Reproduce the opening lines of the records exactly, up to and including the line in which "again along a" occurs.

Saved entries
--- START ---

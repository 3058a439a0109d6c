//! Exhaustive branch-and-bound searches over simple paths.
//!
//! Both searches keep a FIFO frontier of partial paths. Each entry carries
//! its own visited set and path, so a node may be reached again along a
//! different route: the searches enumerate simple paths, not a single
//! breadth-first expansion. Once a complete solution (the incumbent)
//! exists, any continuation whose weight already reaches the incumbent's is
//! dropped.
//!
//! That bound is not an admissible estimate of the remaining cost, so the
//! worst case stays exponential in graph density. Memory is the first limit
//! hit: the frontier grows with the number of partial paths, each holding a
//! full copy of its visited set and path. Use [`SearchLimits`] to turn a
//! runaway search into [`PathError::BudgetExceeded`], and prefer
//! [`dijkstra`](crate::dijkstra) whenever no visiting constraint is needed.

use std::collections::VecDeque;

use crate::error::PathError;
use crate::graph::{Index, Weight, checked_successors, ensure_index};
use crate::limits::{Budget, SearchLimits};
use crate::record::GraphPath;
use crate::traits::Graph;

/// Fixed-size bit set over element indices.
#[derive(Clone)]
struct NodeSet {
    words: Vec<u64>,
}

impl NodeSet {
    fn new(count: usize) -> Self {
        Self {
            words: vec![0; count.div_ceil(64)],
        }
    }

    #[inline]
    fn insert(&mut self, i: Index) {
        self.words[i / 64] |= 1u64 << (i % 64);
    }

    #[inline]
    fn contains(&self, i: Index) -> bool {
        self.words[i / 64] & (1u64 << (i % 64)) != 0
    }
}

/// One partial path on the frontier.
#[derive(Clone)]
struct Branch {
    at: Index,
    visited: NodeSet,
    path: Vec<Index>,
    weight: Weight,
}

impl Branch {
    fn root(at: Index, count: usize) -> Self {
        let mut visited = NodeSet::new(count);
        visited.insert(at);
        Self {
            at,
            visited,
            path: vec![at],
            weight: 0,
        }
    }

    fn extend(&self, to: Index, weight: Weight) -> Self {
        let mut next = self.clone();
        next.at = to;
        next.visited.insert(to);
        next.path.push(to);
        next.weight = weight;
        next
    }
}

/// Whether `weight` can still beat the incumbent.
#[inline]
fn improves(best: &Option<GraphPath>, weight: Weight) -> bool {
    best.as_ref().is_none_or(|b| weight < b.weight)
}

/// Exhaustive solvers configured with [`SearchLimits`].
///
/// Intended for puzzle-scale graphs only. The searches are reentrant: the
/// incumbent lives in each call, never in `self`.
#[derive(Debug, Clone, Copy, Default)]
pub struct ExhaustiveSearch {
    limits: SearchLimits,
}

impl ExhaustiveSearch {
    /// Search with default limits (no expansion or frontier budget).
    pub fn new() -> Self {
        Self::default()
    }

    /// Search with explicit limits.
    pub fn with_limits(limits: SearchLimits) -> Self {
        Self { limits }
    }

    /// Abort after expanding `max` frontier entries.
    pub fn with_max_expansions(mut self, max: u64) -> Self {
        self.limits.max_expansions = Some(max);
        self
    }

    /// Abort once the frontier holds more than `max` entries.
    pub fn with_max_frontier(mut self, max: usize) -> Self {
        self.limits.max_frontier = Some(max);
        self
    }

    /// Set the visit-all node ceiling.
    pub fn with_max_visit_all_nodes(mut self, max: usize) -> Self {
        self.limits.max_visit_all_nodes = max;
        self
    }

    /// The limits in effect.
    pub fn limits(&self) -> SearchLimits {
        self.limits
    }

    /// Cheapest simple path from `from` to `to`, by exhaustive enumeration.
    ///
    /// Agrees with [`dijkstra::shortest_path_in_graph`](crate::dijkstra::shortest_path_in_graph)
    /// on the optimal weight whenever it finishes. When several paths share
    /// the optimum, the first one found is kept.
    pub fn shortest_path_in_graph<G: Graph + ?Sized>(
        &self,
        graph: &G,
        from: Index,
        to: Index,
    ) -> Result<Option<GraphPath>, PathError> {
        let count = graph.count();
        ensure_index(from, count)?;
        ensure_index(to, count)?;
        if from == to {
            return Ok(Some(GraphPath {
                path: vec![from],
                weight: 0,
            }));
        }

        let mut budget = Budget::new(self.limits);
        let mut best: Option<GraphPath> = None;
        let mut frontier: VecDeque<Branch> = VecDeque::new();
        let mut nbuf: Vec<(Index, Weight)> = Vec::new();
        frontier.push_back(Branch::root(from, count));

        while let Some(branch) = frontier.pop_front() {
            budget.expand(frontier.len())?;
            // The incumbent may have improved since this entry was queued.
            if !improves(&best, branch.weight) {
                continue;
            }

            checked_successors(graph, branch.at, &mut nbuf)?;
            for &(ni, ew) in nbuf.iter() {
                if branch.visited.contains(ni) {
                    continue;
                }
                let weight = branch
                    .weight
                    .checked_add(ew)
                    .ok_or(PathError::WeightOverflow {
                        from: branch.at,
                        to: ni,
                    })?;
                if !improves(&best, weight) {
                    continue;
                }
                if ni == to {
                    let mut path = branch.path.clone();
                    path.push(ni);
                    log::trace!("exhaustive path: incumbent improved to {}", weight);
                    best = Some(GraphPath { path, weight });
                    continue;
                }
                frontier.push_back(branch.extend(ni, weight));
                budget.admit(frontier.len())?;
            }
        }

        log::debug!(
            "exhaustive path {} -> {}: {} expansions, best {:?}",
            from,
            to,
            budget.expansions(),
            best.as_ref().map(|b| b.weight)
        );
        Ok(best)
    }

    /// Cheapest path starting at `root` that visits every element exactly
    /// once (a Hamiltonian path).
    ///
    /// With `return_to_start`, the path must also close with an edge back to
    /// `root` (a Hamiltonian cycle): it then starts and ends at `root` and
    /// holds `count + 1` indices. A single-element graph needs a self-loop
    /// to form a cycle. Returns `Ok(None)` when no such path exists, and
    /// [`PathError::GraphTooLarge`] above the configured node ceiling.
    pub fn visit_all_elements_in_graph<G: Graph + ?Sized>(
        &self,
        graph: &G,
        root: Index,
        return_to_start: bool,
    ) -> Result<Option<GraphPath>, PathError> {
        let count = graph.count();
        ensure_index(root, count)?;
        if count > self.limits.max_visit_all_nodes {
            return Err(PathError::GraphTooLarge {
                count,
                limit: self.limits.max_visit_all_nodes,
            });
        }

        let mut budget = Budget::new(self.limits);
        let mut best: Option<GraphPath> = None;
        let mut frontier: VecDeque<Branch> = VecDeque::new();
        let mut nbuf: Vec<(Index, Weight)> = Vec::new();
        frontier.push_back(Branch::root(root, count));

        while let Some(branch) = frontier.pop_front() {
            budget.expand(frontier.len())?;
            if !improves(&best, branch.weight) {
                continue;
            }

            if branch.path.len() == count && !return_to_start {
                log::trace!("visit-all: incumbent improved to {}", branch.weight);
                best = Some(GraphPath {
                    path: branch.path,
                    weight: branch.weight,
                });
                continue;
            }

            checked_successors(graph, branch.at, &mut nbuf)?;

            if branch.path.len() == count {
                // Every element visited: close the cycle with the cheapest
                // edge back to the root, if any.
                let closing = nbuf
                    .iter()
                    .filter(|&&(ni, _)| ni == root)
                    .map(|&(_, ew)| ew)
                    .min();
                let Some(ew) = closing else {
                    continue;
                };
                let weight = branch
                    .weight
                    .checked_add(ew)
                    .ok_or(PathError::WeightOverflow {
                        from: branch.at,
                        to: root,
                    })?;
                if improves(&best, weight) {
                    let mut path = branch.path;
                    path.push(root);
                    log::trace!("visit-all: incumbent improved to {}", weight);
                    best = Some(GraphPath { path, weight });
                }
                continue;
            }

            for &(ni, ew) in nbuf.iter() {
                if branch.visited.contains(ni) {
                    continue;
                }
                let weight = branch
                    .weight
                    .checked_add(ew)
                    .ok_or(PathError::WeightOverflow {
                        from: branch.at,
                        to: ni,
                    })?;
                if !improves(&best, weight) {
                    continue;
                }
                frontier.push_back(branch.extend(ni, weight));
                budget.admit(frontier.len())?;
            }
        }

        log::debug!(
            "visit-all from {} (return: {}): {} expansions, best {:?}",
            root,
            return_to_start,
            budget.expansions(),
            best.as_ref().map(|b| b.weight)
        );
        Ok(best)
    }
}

--- END ---

• ANSWER AREA
repository 3058a439a0109d6c
//! Exhaustive branch-and-bound searches over simple paths.
//!
//! Both searches keep a FIFO frontier of partial paths. Each entry carries
//! its own visited set and path, so a node may be reached again along a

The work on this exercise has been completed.